“In a recent article for Big Think, David Ropeik argues that the risk posed by unvaccinated people is sufficient to justify coercing them into vaccinating. Measles is a potentially deadly disease and outbreaks are occurring due to declining vaccination rates, he reasons. “What does society do when one person’s behavior puts the greater community at risk? […] We make them stop.” I suppose it depends on the behavior and the degree of risk, but where vaccination is concerned, I disagree that coercive measures are warranted. While measles is not a fun disease and it can kill people, the sacrifice of individual autonomy isn’t justified in this case.
THE RISK OF GETTING THE MEASLES IN THE US IS VERY LOW.
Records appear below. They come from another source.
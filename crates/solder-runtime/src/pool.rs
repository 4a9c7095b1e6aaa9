//! Bounded concurrent manifest analysis.
//!
//! Discovery can surface hundreds of manifests at once; analysing them
//! (read, parse, load, ingest) is fanned out over tokio tasks gated by a
//! semaphore. The permit count comes from the configuration, the
//! `PLUGIN_MANAGER_MAX_THREADS` environment variable, or hardware
//! concurrency, in that order.
//!
//! Tasks are never interrupted mid-analysis; [`AnalysisPool::drain`] waits
//! for everything in flight, which is how shutdown quiesces discovery.

use std::path::PathBuf;
use std::sync::Arc;

use parking_lot::Mutex;
use tokio::sync::Semaphore;
use tokio::task::JoinHandle;
use tracing::warn;

use solder_manager::PluginManager;

use crate::discovery::{ContainerLoader, analyse_manifest};

/// Environment variable controlling the analysis permit count.
pub const MAX_THREADS_ENV: &str = "PLUGIN_MANAGER_MAX_THREADS";

/// Resolves the analysis concurrency: a positive `configured` value wins,
/// then a positive [`MAX_THREADS_ENV`], then hardware concurrency.
pub fn analysis_threads(configured: i64) -> usize {
    if configured > 0 {
        return configured as usize;
    }
    if let Ok(raw) = std::env::var(MAX_THREADS_ENV)
        && let Ok(value) = raw.trim().parse::<i64>()
        && value > 0
    {
        return value as usize;
    }
    std::thread::available_parallelism()
        .map(std::num::NonZeroUsize::get)
        .unwrap_or(1)
}

/// Semaphore-bounded pool of manifest analysis tasks.
pub struct AnalysisPool {
    permits: Arc<Semaphore>,
    tasks: Mutex<Vec<JoinHandle<()>>>,
}

impl AnalysisPool {
    /// Creates a pool allowing `permits` concurrent analyses.
    pub fn new(permits: usize) -> Self {
        Self {
            permits: Arc::new(Semaphore::new(permits.max(1))),
            tasks: Mutex::new(Vec::new()),
        }
    }

    /// Queues one manifest for analysis.
    ///
    /// The task waits for a permit, runs the analysis, and logs (but does
    /// not propagate) failures — a broken manifest must not stall the sweep.
    pub fn submit(
        &self,
        manager: Arc<PluginManager>,
        loader: Arc<dyn ContainerLoader>,
        path: PathBuf,
    ) {
        let permits = Arc::clone(&self.permits);
        let handle = tokio::spawn(async move {
            let Ok(_permit) = permits.acquire_owned().await else {
                return;
            };
            if let Err(e) = analyse_manifest(&manager, loader.as_ref(), &path).await {
                warn!(path = %path.display(), error = %e, "Manifest analysis failed");
            }
        });
        self.tasks.lock().push(handle);
    }

    /// Waits for every queued analysis to finish.
    pub async fn drain(&self) {
        let handles: Vec<JoinHandle<()>> = std::mem::take(&mut *self.tasks.lock());
        for handle in handles {
            let _ = handle.await;
        }
    }
}

#[cfg(test)]
mod tests {
    use super::*;
    use std::fs;

    use crate::discovery::HookRegistry;

    #[test]
    fn configured_thread_count_wins() {
        assert_eq!(analysis_threads(3), 3);
    }

    #[test]
    fn non_positive_count_falls_back() {
        // With the env var unset this resolves to hardware concurrency.
        assert!(analysis_threads(0) >= 1);
        assert!(analysis_threads(-5) >= 1);
    }

    #[tokio::test]
    async fn pool_analyses_everything_submitted() {
        let dir = tempfile::tempdir().unwrap();
        for n in 0..24 {
            fs::write(
                dir.path().join(format!("p{n:02}.plugin.yaml")),
                format!("id: com.example.p{n}\nversion: '1.0'\n"),
            )
            .unwrap();
        }

        let manager = Arc::new(PluginManager::new());
        let loader: Arc<dyn ContainerLoader> = Arc::new(HookRegistry::new());
        let pool = AnalysisPool::new(4);
        for path in crate::discovery::scan(dir.path()) {
            pool.submit(Arc::clone(&manager), Arc::clone(&loader), path);
        }
        pool.drain().await;

        assert_eq!(manager.registry().len(), 24);
    }
}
Between 2001 and 2010, the US saw 692 cases. 292 of these were imported by travelers who caught the disease in another country. Since you can’t blame your unvaccinated compatriots if you catch the measles in another country, we’ll exclude these. That leaves 400 cases in 10 years out of approximately 297 million people. The odds of getting the measles in the US in a typical year are thus 0.13 in a million. Given that about 10% of the population is unvaccinated, the odds of an unvaccinated person getting the disease are about 1.3 in a million.1 Note that the odds are higher for the unvaccinated, but 1.3 in a million is still extremely rare….”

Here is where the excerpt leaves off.